#### [WHAT IS BEING ASKED]
When the word "Result" shows up in a line of the data below, copy that whole line.

---------- GIVEN RECORDS

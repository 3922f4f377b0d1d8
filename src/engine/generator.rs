//! The level generator: a priority-driven agglomeration that grows regions
//! from the most populous unclaimed seeds outward, followed by shape
//! clean-up passes.
//!
//! Determinism: every container iterated here is ordered (`BTreeMap` /
//! `BTreeSet`), and heap ties break on region id, so two runs over identical
//! inputs produce identical output.

use crate::config::LevelOptions;
use crate::error::{EngineError, Result};
use crate::queue::WeightedQueue;
use crate::region::{Level, Parents, Region};
use crate::spatial::Coord;
use crate::tile::{self, Tile};

fn unresolved(id: Tile, context: &str) -> EngineError {
    EngineError::InvariantViolation(format!("region '{}' unresolved during {}", id, context))
}

/// Build the next level from a complete previous level for one country.
///
/// Returns the new level together with the parents table mapping every base
/// tile of the previous level to its new region id.
pub fn generate_level(prev_level: &Level, options: &LevelOptions) -> Result<(Level, Parents)> {
    let mut seeds = WeightedQueue::new();
    for (&id, region) in prev_level {
        seeds.push(region.population, id);
    }

    let mut level = Level::new();
    let mut parents = Parents::new();

    while let Some(seed) = seeds.pop() {
        // A region id is claimed exactly when its own tiles are, because a
        // region's id is always one of its member tiles.
        if parents.contains_key(&seed) {
            continue;
        }
        let region = flood(prev_level, options, seed, &mut level, &mut parents)?;
        level.insert(region.index, region);
    }

    if level.len() > 1 {
        dampen_islands(&mut level, &mut parents, options.island_dampening_passes)?;
    }
    if level.len() > 1 {
        merge_small_regions(&mut level, &mut parents, options.small_region_merge_limit)?;
    }
    super::repair_isolated(&mut level);

    Ok((level, parents))
}

/// Grow one region outward from `seed` under the population and size caps.
///
/// The local heap favors close-in, low-population candidates through the
/// weight `max(pop, 1) * dist^exponent`; the seed itself always enters.
/// Adjacency against previously completed regions is recorded symmetrically
/// as the frontier touches them.
fn flood(
    prev_level: &Level,
    options: &LevelOptions,
    seed: Tile,
    level: &mut Level,
    parents: &mut Parents,
) -> Result<Region> {
    let mut region = Region::seeded(seed);
    let mut lat_sum = 0.0;
    let mut lon_sum = 0.0;

    let mut frontier = WeightedQueue::new();
    let seed_population = prev_level
        .get(&seed)
        .ok_or_else(|| unresolved(seed, "seeding"))?
        .population;
    frontier.push(seed_population, seed);

    while let Some(id) = frontier.pop() {
        if parents.contains_key(&id) {
            continue;
        }
        let candidate = prev_level
            .get(&id)
            .ok_or_else(|| unresolved(id, "flood growth"))?;

        // Constraints only bind once the region is non-empty; the seed's
        // own absorption is exempt.
        if !region.tiles.is_empty() {
            if candidate.population + region.population > options.max_population {
                continue;
            }
            if candidate.tiles.len() + region.tiles.len() > options.max_region_size {
                continue;
            }
        }

        for &member in &candidate.tiles {
            parents.insert(member, region.index);
            let centroid = member.centroid();
            lat_sum += centroid.lat;
            lon_sum += centroid.lon;
        }
        region.tiles.extend_from_slice(&candidate.tiles);
        let count = region.tiles.len() as f64;
        region.centroid = Coord::new(lat_sum / count, lon_sum / count);
        region.population += candidate.population;

        for &neighbor in &candidate.neighbors {
            match parents.get(&neighbor) {
                None => {
                    let next = prev_level
                        .get(&neighbor)
                        .ok_or_else(|| unresolved(neighbor, "frontier expansion"))?;
                    if next.tiles.len() + region.tiles.len() > options.max_region_size {
                        continue;
                    }
                    if next.population + region.population > options.max_population {
                        continue;
                    }
                    let distance = region.centroid.planar_distance(&next.centroid);
                    let weight =
                        next.population.max(1.0) * distance.powf(options.distance_exponent);
                    frontier.push(weight, neighbor);
                }
                Some(&parent) if parent != region.index => {
                    region.neighbors.insert(parent);
                    level
                        .get_mut(&parent)
                        .ok_or_else(|| unresolved(parent, "adjacency recording"))?
                        .neighbors
                        .insert(region.index);
                }
                Some(_) => {}
            }
        }
    }

    Ok(region)
}

/// Merge `mergee` into `into`: union populations, tiles, and neighbor sets,
/// retarget parents and third-party adjacency, retire the mergee's id, and
/// recompute the surviving centroid as the true mean of its tiles.
fn merge_regions(level: &mut Level, parents: &mut Parents, into: Tile, mergee: Tile) -> Result<()> {
    let absorbed = level
        .remove(&mergee)
        .ok_or_else(|| unresolved(mergee, "merge"))?;

    for &neighbor in &absorbed.neighbors {
        if neighbor == into {
            continue;
        }
        let third_party = level
            .get_mut(&neighbor)
            .ok_or_else(|| unresolved(neighbor, "merge retargeting"))?;
        third_party.neighbors.remove(&mergee);
        third_party.neighbors.insert(into);
    }

    let target = level
        .get_mut(&into)
        .ok_or_else(|| unresolved(into, "merge"))?;
    target.population += absorbed.population;
    for &member in &absorbed.tiles {
        parents.insert(member, into);
    }
    target.tiles.extend_from_slice(&absorbed.tiles);
    for &neighbor in &absorbed.neighbors {
        target.neighbors.insert(neighbor);
    }
    target.neighbors.remove(&mergee);
    target.neighbors.remove(&into);
    target.centroid = tile::mean_centroid(&target.tiles);

    Ok(())
}

/// Absorb every region with exactly one neighbor into that neighbor,
/// repeated for the configured number of passes.
fn dampen_islands(level: &mut Level, parents: &mut Parents, passes: usize) -> Result<()> {
    for _ in 0..passes {
        let ids: Vec<Tile> = level.keys().copied().collect();
        for id in ids {
            let Some(region) = level.get(&id) else {
                continue;
            };
            if region.neighbors.len() != 1 {
                continue;
            }
            if let Some(&into) = region.neighbors.iter().next() {
                merge_regions(level, parents, into, id)?;
            }
        }
    }
    Ok(())
}

/// Merge every region with at most `limit` tiles into its smallest
/// neighbor; ties go to the lowest region id.
fn merge_small_regions(level: &mut Level, parents: &mut Parents, limit: usize) -> Result<()> {
    let ids: Vec<Tile> = level.keys().copied().collect();
    for id in ids {
        let Some(region) = level.get(&id) else {
            continue;
        };
        if region.tiles.len() > limit || region.neighbors.is_empty() {
            continue;
        }
        let mut smallest: Option<(usize, Tile)> = None;
        for &neighbor in &region.neighbors {
            let size = level
                .get(&neighbor)
                .ok_or_else(|| unresolved(neighbor, "small-region scan"))?
                .tiles
                .len();
            if smallest.is_none_or(|(best, _)| size < best) {
                smallest = Some((size, neighbor));
            }
        }
        if let Some((_, into)) = smallest {
            merge_regions(level, parents, into, id)?;
        }
    }
    Ok(())
}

--------------------

#### [THE COMPLETED TASK]
use crate::error::{EngineError, Result};
pub fn generate_level(prev_level: &Level, options: &LevelOptions) -> Result<(Level, Parents)> {
) -> Result<Region> {
fn merge_regions(level: &mut Level, parents: &mut Parents, into: Tile, mergee: Tile) -> Result<()> {
fn dampen_islands(level: &mut Level, parents: &mut Parents, passes: usize) -> Result<()> {
fn merge_small_regions(level: &mut Level, parents: &mut Parents, limit: usize) -> Result<()> {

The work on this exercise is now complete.